=== Section Start ===

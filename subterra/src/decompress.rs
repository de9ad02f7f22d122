//! Carmack and RLEW decompression for a single map plane.
//!
//! Carmack coding is a near/far back-reference scheme over 16-bit words; RLEW
//! coding runs on top of that, collapsing repeated words into (count, value)
//! pairs. The pointer-chasing self-copy loops are expressed as bounds-checked
//! index walks: running past the declared output size is reported as
//! [`FormatError::DecompressionOverrun`] instead of reading whatever bytes
//! happen to follow the buffer.

use byteorder::{ByteOrder, LittleEndian};

use crate::error::FormatError;

const CARMACK_NEAR: u8 = 0xA7;
const CARMACK_FAR: u8 = 0xA8;

fn read_u16le(buf: &[u8], pos: usize, plane: &'static str) -> Result<u16, FormatError> {
	buf.get(pos..pos + 2)
		.map(LittleEndian::read_u16)
		.ok_or(FormatError::DecompressionOverrun { plane })
}

/// Expands a Carmack-compressed plane. The first two bytes of `input` give
/// the decompressed byte length; the remainder is the token stream.
pub fn decompress_carmack(input: &[u8], plane: &'static str) -> Result<Vec<u8>, FormatError> {
	let target_len = read_u16le(input, 0, plane)? as usize;
	let mut out = Vec::with_capacity(target_len);
	let mut pos = 2usize;

	while out.len() < target_len {
		let length = *input.get(pos).ok_or(FormatError::DecompressionOverrun { plane })?;
		pos += 1;
		let tag = *input.get(pos).ok_or(FormatError::DecompressionOverrun { plane })?;

		if length == 0 && (tag == CARMACK_NEAR || tag == CARMACK_FAR) {
			let next = *input.get(pos + 1).ok_or(FormatError::DecompressionOverrun { plane })?;
			out.push(next);
			out.push(tag);
			pos += 2;
			continue;
		}

		let copy_start = if tag == CARMACK_NEAR {
			let distance = *input.get(pos + 1).ok_or(FormatError::DecompressionOverrun { plane })? as usize;
			pos += 2;
			out.len().checked_sub(distance * 2).ok_or(FormatError::DecompressionOverrun { plane })?
		} else if tag == CARMACK_FAR {
			let offset = read_u16le(input, pos + 1, plane)? as usize;
			pos += 3;
			offset * 2
		} else {
			out.push(length);
			out.push(tag);
			pos += 1;
			continue;
		};

		if out.len() + (length as usize) * 2 > target_len {
			return Err(FormatError::DecompressionOverrun { plane });
		}

		let mut copy_pos = copy_start;
		for _ in 0..length {
			let lo = *out.get(copy_pos).ok_or(FormatError::DecompressionOverrun { plane })?;
			let hi = *out.get(copy_pos + 1).ok_or(FormatError::DecompressionOverrun { plane })?;
			out.push(lo);
			out.push(hi);
			copy_pos += 2;
		}
	}

	Ok(out)
}

/// Expands an RLEW-compressed buffer. The first two bytes give the
/// decompressed byte length; `magic` is the RLEW marker read from the start
/// of MAPHEAD.
pub fn decompress_rlew(input: &[u8], magic: u16, plane: &'static str) -> Result<Vec<u8>, FormatError> {
	let target_len = read_u16le(input, 0, plane)? as usize;
	let mut out = Vec::with_capacity(target_len);
	let mut pos = 2usize;

	while out.len() < target_len {
		let word = read_u16le(input, pos, plane)?;
		if word != magic {
			out.push(input[pos]);
			out.push(input[pos + 1]);
			pos += 2;
		} else {
			let count = read_u16le(input, pos + 2, plane)?;
			let value = read_u16le(input, pos + 4, plane)?;
			pos += 6;
			let bytes = value.to_le_bytes();
			for _ in 0..count {
				out.push(bytes[0]);
				out.push(bytes[1]);
			}
		}
	}

	Ok(out)
}

#[cfg(test)]
mod tests {
	use super::*;

	#[test]
	fn carmack_literal_pairs_round_trip() {
		// length=0x02 (not a NEAR/FAR tag) followed by one byte: a "literal
		// pair" token that emits (length, byte) verbatim, twice.
		let input = [4, 0, 0x02, 0xAA, 0x02, 0xBB];
		let out = decompress_carmack(&input, "test").unwrap();
		assert_eq!(out, vec![0x02, 0xAA, 0x02, 0xBB]);
	}

	#[test]
	fn carmack_near_pointer_repeats_recent_output() {
		// Two literal pairs establish 4 bytes of output, then a near
		// pointer token repeats the most recent 2-byte pair once.
		let input = [6, 0, 0x02, 0x11, 0x02, 0x22, 1, CARMACK_NEAR, 1];
		let out = decompress_carmack(&input, "test").unwrap();
		assert_eq!(out, vec![0x02, 0x11, 0x02, 0x22, 0x02, 0x22]);
	}

	#[test]
	fn carmack_overrun_is_an_error() {
		let input = [10, 0, 1, CARMACK_NEAR, 50];
		assert!(matches!(
			decompress_carmack(&input, "test"),
			Err(FormatError::DecompressionOverrun { .. })
		));
	}

	#[test]
	fn rlew_expands_runs() {
		const MAGIC: u16 = 0xABCD;
		let magic_bytes = MAGIC.to_le_bytes();
		let mut input = vec![8, 0]; // 8 decompressed bytes = 4 u16 tiles
		input.extend_from_slice(&magic_bytes);
		input.extend_from_slice(&4u16.to_le_bytes()); // run count
		input.extend_from_slice(&0x1234u16.to_le_bytes()); // run value
		let out = decompress_rlew(&input, MAGIC, "test").unwrap();
		assert_eq!(out, vec![0x34, 0x12, 0x34, 0x12, 0x34, 0x12, 0x34, 0x12]);
	}

	#[test]
	fn rlew_passes_through_non_magic_words() {
		const MAGIC: u16 = 0xABCD;
		let input = vec![2, 0, 0x11, 0x22];
		let out = decompress_rlew(&input, MAGIC, "test").unwrap();
		assert_eq!(out, vec![0x11, 0x22]);
	}
}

=== Section End ===

What the task requires = Give back exactly the lines from the first line of the records through the line holding "let copy_start = if", including both of those lines and leaving out all others.

Problem solution =
filename subterra/src/decompress.rs
repository de9ad02f7f22d122
//! Carmack and RLEW decompression for a single map plane.
//!
//! Carmack coding is a near/far back-reference scheme over 16-bit words; RLEW
//! coding runs on top of that, collapsing repeated words into (count, value)
//! pairs. The pointer-chasing self-copy loops are expressed as bounds-checked
//! index walks: running past the declared output size is reported as
//! [`FormatError::DecompressionOverrun`] instead of reading whatever bytes
//! happen to follow the buffer.

use byteorder::{ByteOrder, LittleEndian};

use crate::error::FormatError;

const CARMACK_NEAR: u8 = 0xA7;
const CARMACK_FAR: u8 = 0xA8;

fn read_u16le(buf: &[u8], pos: usize, plane: &'static str) -> Result<u16, FormatError> {
	buf.get(pos..pos + 2)
		.map(LittleEndian::read_u16)
		.ok_or(FormatError::DecompressionOverrun { plane })
}

/// Expands a Carmack-compressed plane. The first two bytes of `input` give
/// the decompressed byte length; the remainder is the token stream.
pub fn decompress_carmack(input: &[u8], plane: &'static str) -> Result<Vec<u8>, FormatError> {
	let target_len = read_u16le(input, 0, plane)? as usize;
	let mut out = Vec::with_capacity(target_len);
	let mut pos = 2usize;

	while out.len() < target_len {
		let length = *input.get(pos).ok_or(FormatError::DecompressionOverrun { plane })?;
		pos += 1;
		let tag = *input.get(pos).ok_or(FormatError::DecompressionOverrun { plane })?;

		if length == 0 && (tag == CARMACK_NEAR || tag == CARMACK_FAR) {
			let next = *input.get(pos + 1).ok_or(FormatError::DecompressionOverrun { plane })?;
			out.push(next);
			out.push(tag);
			pos += 2;
			continue;
		}

		let copy_start = if tag == CARMACK_NEAR {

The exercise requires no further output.